Bayes workhorse Stan can do Gaussian Process regression just like almost everything else; see Michael Betancourt’s blog, 1. 2. 3.

### python

The current scikit-learn has basic Gaussian processes, and an introduction.

Gaussian Processes (GP) are a generic supervised learning method designed to solve regression and probabilistic classification problems.

The advantages of Gaussian processes are:

- The prediction interpolates the observations (at least for regular kernels).
- The prediction is probabilistic (Gaussian) so that one can compute empirical confidence intervals and decide based on those if one should refit (online fitting, adaptive fitting) the prediction in some region of interest.
- Versatile: different kernels can be specified.
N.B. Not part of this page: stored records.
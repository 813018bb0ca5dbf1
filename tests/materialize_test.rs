//! Materialization Tests
//!
//! Covers:
//! - Per-part timeout isolation and the reported part index
//! - Order preservation and zero-part bodies
//! - Error propagation from the part sequence and from entity streams
//! - Release of open streams when materialization fails

use bytes::Bytes;
use futures::stream::{self, Stream, StreamExt};
use mimeparts::base::state::ConsumptionState;
use mimeparts::http::{BodyPartEntity, HeaderSet, MediaType};
use mimeparts::multipart::{
    BodyPart, FormDataMultipart, FormDataPart, GeneralPart, MaterializeConfig, Multipart,
};
use mimeparts::{ErrorKind, MultipartError};
use std::sync::atomic::{AtomicBool, Ordering};
use std::sync::Arc;
use std::time::Duration;

/// Sets its flag when dropped.
struct DropFlag(Arc<AtomicBool>);

impl Drop for DropFlag {
    fn drop(&mut self) {
        self.0.store(true, Ordering::SeqCst);
    }
}

/// `total` bytes in `chunk`-sized pieces, one piece every `interval`.
fn paced(
    total: usize,
    chunk: usize,
    interval: Duration,
) -> impl Stream<Item = Result<Bytes, MultipartError>> + Send + 'static {
    stream::unfold(0usize, move |sent| async move {
        if sent >= total {
            return None;
        }
        tokio::time::sleep(interval).await;
        let n = chunk.min(total - sent);
        Some((Ok(Bytes::from(vec![b'x'; n])), sent + n))
    })
}

fn field(name: &str, entity: BodyPartEntity) -> FormDataPart {
    FormDataPart::new(name, entity)
}

#[tokio::test(start_paused = true)]
async fn test_slow_part_times_out_with_its_index() {
    // 10 B, then 5 MB at 1 MB/s, then 10 B; 500 ms per part.
    let parts = vec![
        field("first", BodyPartEntity::strict(vec![b'a'; 10])),
        field(
            "large",
            BodyPartEntity::streamed(
                paced(5_000_000, 100_000, Duration::from_millis(100)),
                Some(5_000_000),
            ),
        ),
        field("last", BodyPartEntity::strict(vec![b'z'; 10])),
    ];
    let started = tokio::time::Instant::now();
    let err = Multipart::form_data(parts)
        .to_strict(Duration::from_millis(500))
        .await
        .unwrap_err();

    assert_eq!(err.kind(), ErrorKind::Timeout);
    match err {
        MultipartError::PartTimeout {
            index,
            timeout,
            elapsed,
        } => {
            assert_eq!(index, 1);
            assert_eq!(timeout, Duration::from_millis(500));
            assert!(elapsed >= Duration::from_millis(500));
            assert!(elapsed < Duration::from_millis(600));
        }
        other => panic!("Expected PartTimeout, got {other:?}"),
    }
    assert!(started.elapsed() < Duration::from_millis(600));
}

#[tokio::test(start_paused = true)]
async fn test_timeout_is_per_part_not_global() {
    // Three parts of 300 ms each: 900 ms in total, each within 500 ms.
    let parts = (0..3)
        .map(|i| {
            field(
                &format!("p{i}"),
                BodyPartEntity::streamed(paced(30, 10, Duration::from_millis(100)), Some(30)),
            )
        })
        .collect();
    let started = tokio::time::Instant::now();
    let strict = Multipart::form_data(parts)
        .to_strict(Duration::from_millis(500))
        .await
        .unwrap();

    assert_eq!(strict.len(), 3);
    assert!(strict.iter().all(|p| p.entity().len() == 30));
    assert!(started.elapsed() >= Duration::from_millis(900));
}

#[tokio::test(start_paused = true)]
async fn test_waiting_for_next_part_is_not_timed() {
    let delayed = stream::iter(0..2).then(|i| async move {
        tokio::time::sleep(Duration::from_secs(2)).await;
        Ok(field(&format!("late{i}"), BodyPartEntity::strict("x")))
    });
    let strict = Multipart::new(MediaType::form_data(), delayed)
        .to_strict(Duration::from_millis(100))
        .await
        .unwrap();
    assert_eq!(strict.len(), 2);
}

#[tokio::test]
async fn test_zero_parts() {
    let strict = Multipart::form_data(vec![])
        .to_strict(Duration::from_millis(500))
        .await
        .unwrap();
    assert!(strict.is_empty());
    assert!(strict.media_type().is_form_data());
}

#[tokio::test(start_paused = true)]
async fn test_order_preserved() {
    // Later parts finish faster; output order must still follow input order.
    let parts = (0..5u64)
        .map(|i| {
            let delay = Duration::from_millis(50 * (5 - i));
            let body = stream::once(async move {
                tokio::time::sleep(delay).await;
                Ok(Bytes::from(format!("body-{i}")))
            });
            field(&format!("f{i}"), BodyPartEntity::streamed(body, None))
        })
        .collect();
    let strict = Multipart::form_data(parts)
        .to_strict(Duration::from_secs(1))
        .await
        .unwrap();

    let names: Vec<_> = strict.iter().map(|p| p.name().to_string()).collect();
    assert_eq!(names, vec!["f0", "f1", "f2", "f3", "f4"]);
    let bodies: Vec<_> = strict.iter().map(|p| p.entity().clone()).collect();
    assert_eq!(bodies[3], Bytes::from("body-3"));
}

#[tokio::test]
async fn test_entity_error_fails_whole_operation() {
    let broken = stream::iter(vec![
        Ok(Bytes::from_static(b"partial")),
        Err(MultipartError::io("connection reset")),
    ]);
    let parts = vec![
        field("ok", BodyPartEntity::strict("fine")),
        field("broken", BodyPartEntity::streamed(broken, None)),
    ];
    let err = Multipart::form_data(parts)
        .to_strict(Duration::from_secs(1))
        .await
        .unwrap_err();
    assert_eq!(err, MultipartError::io("connection reset"));
    assert_eq!(err.kind(), ErrorKind::Io);
}

#[tokio::test]
async fn test_part_sequence_error_fails_whole_operation() {
    let parts: Vec<Result<FormDataPart, MultipartError>> = vec![
        Ok(field("ok", BodyPartEntity::strict("fine"))),
        Err(MultipartError::Framing("truncated body".into())),
        Ok(field("never", BodyPartEntity::strict("reached"))),
    ];
    let err = Multipart::new(MediaType::form_data(), stream::iter(parts))
        .to_strict(Duration::from_secs(1))
        .await
        .unwrap_err();
    assert_eq!(err, MultipartError::Framing("truncated body".into()));
}

#[tokio::test(start_paused = true)]
async fn test_open_streams_released_on_timeout() {
    let slow_dropped = Arc::new(AtomicBool::new(false));
    let pending_dropped = Arc::new(AtomicBool::new(false));

    let slow_guard = DropFlag(slow_dropped.clone());
    let slow = paced(1_000, 10, Duration::from_millis(100)).map(move |chunk| {
        let _keep = &slow_guard;
        chunk
    });

    let pending_guard = DropFlag(pending_dropped.clone());
    let pending = stream::once(async move {
        let _keep = pending_guard;
        Ok(Bytes::from_static(b"never read"))
    });

    let parts = vec![
        field("slow", BodyPartEntity::streamed(slow, None)),
        field("pending", BodyPartEntity::streamed(pending, None)),
    ];
    let err = Multipart::form_data(parts)
        .to_strict(Duration::from_millis(250))
        .await
        .unwrap_err();

    assert_eq!(err.part_index(), Some(0));
    assert!(slow_dropped.load(Ordering::SeqCst));
    assert!(pending_dropped.load(Ordering::SeqCst));
}

#[tokio::test(start_paused = true)]
async fn test_open_streams_released_on_cancellation() {
    let slow_dropped = Arc::new(AtomicBool::new(false));
    let pending_dropped = Arc::new(AtomicBool::new(false));

    let slow_guard = DropFlag(slow_dropped.clone());
    let slow = paced(1_000, 10, Duration::from_millis(100)).map(move |chunk| {
        let _keep = &slow_guard;
        chunk
    });

    let pending_guard = DropFlag(pending_dropped.clone());
    let pending = stream::once(async move {
        let _keep = pending_guard;
        Ok(Bytes::from_static(b"never read"))
    });

    let parts = vec![
        field("slow", BodyPartEntity::streamed(slow, None)),
        field("pending", BodyPartEntity::streamed(pending, None)),
    ];
    // The caller gives up long before the per-part deadline.
    let outcome = tokio::time::timeout(
        Duration::from_millis(250),
        Multipart::form_data(parts).to_strict(Duration::from_secs(60)),
    )
    .await;

    assert!(outcome.is_err());
    assert!(slow_dropped.load(Ordering::SeqCst));
    assert!(pending_dropped.load(Ordering::SeqCst));
}

#[tokio::test]
async fn test_strict_parts_ignore_timeout() {
    let parts = vec![
        field("a", BodyPartEntity::strict("1")),
        field("b", BodyPartEntity::strict("2")),
    ];
    let strict = Multipart::form_data(parts)
        .to_strict(Duration::ZERO)
        .await
        .unwrap();
    assert_eq!(strict.len(), 2);
}

#[tokio::test]
async fn test_length_mismatch_is_not_fatal() {
    let body = stream::iter(vec![Ok(Bytes::from_static(b"short"))]);
    let parts = vec![field("a", BodyPartEntity::streamed(body, Some(1000)))];
    let strict = Multipart::form_data(parts)
        .to_strict(Duration::from_secs(1))
        .await
        .unwrap();
    assert_eq!(strict.parts()[0].entity(), &Bytes::from_static(b"short"));
}

#[tokio::test]
async fn test_derivation_failure_is_protocol_error() {
    let raw = vec![
        Ok((
            HeaderSet::from_pairs([("Content-Disposition", "form-data; name=\"a\"")]).unwrap(),
            BodyPartEntity::strict("1"),
        )),
        Ok((
            HeaderSet::from_pairs([("Content-Disposition", "form-data; filename=\"x\"")]).unwrap(),
            BodyPartEntity::strict("2"),
        )),
    ];
    let multipart: FormDataMultipart =
        Multipart::from_raw_parts(MediaType::form_data(), stream::iter(raw));
    let err = multipart
        .to_strict(Duration::from_secs(1))
        .await
        .unwrap_err();
    assert_eq!(err, MultipartError::MissingFormDataName);
    assert_eq!(err.kind(), ErrorKind::Protocol);
}

#[tokio::test]
async fn test_consumed_sequence_is_usage_error() {
    let mut multipart = Multipart::form_data(vec![field("a", BodyPartEntity::strict("1"))]);
    while let Some(part) = multipart.parts().next_part().await.unwrap() {
        assert_eq!(part.name(), "a");
    }
    assert_eq!(multipart.parts().state(), ConsumptionState::Exhausted);

    let err = multipart
        .to_strict(Duration::from_secs(1))
        .await
        .unwrap_err();
    assert_eq!(err, MultipartError::PartsConsumed);
    assert_eq!(err.kind(), ErrorKind::Usage);
}

#[tokio::test]
async fn test_partially_read_part_resumes() {
    let body = stream::iter(vec![
        Ok(Bytes::from_static(b"one-")),
        Ok(Bytes::from_static(b"two-")),
        Ok(Bytes::from_static(b"three")),
    ]);
    let mut entity = match BodyPartEntity::streamed(body, None) {
        BodyPartEntity::Streamed(s) => s,
        BodyPartEntity::Strict(_) => unreachable!(),
    };
    let first = entity.next().await.unwrap().unwrap();
    assert_eq!(first, Bytes::from_static(b"one-"));

    let part: GeneralPart = GeneralPart::new(HeaderSet::new(), BodyPartEntity::Streamed(entity));
    let strict = part.to_strict(Duration::from_secs(1)).await.unwrap();
    assert_eq!(strict.entity(), &Bytes::from_static(b"two-three"));
}

#[tokio::test]
async fn test_http_body_source() {
    let body = http_body_util::Full::new(Bytes::from_static(b"from a request body"));
    let parts = vec![field("body", BodyPartEntity::from_body(body))];
    let strict = Multipart::form_data(parts)
        .to_strict_with(&MaterializeConfig::new().preallocate_limit(4))
        .await
        .unwrap();
    assert_eq!(
        strict.parts()[0].entity(),
        &Bytes::from_static(b"from a request body")
    );
}

#[tokio::test]
async fn test_strict_accessors_are_idempotent() {
    let parts = vec![
        field("a", BodyPartEntity::strict("1")),
        field("b", BodyPartEntity::strict("2")),
    ];
    let strict = Multipart::form_data(parts)
        .to_strict(Duration::from_secs(1))
        .await
        .unwrap();
    let first: Vec<_> = strict.parts().to_vec();
    let second: Vec<_> = strict.parts().to_vec();
    assert_eq!(first, second);

    let again = strict
        .to_streamed()
        .to_strict(Duration::from_secs(1))
        .await
        .unwrap();
    assert_eq!(again, strict);
}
Common kernels are provided, but it is also possible to specify custom kernels.
The disadvantages of Gaussian processes include:

- They are not sparse, i.e., they use the whole samples/features information to perform the prediction.
- They lose efficiency in high dimensional spaces — namely when the number of features exceeds a few dozens.

This description disposes me against using this implementation, because it has at best imprecision and at worst mistakes in the disadvantages section.

The first point is *strictly* correct, but not useful, in that sparse approximate GPs is a whole industry, and this is a statement about their implementation missing a commonly-used approximate inference method rather than a problem with the family of methods per se.
The second is just wrong, unless I have misunderstood something.
Cost scaling should be linear in the dimension of the feature space, as with all other kernel methods.
As such scaling costs due to dimensionality of the features is negligible compared to scaling costs of the number of data points, AFAICT.
Naïve inference is \(\mathcal{O}(DN^3)\) for \(N\) observations and \(D\) features.
Dimensionality cost is no worse than linear regression for prediction and superior for training, although other models that have a linear complexity in sample dimension escape without such a warning.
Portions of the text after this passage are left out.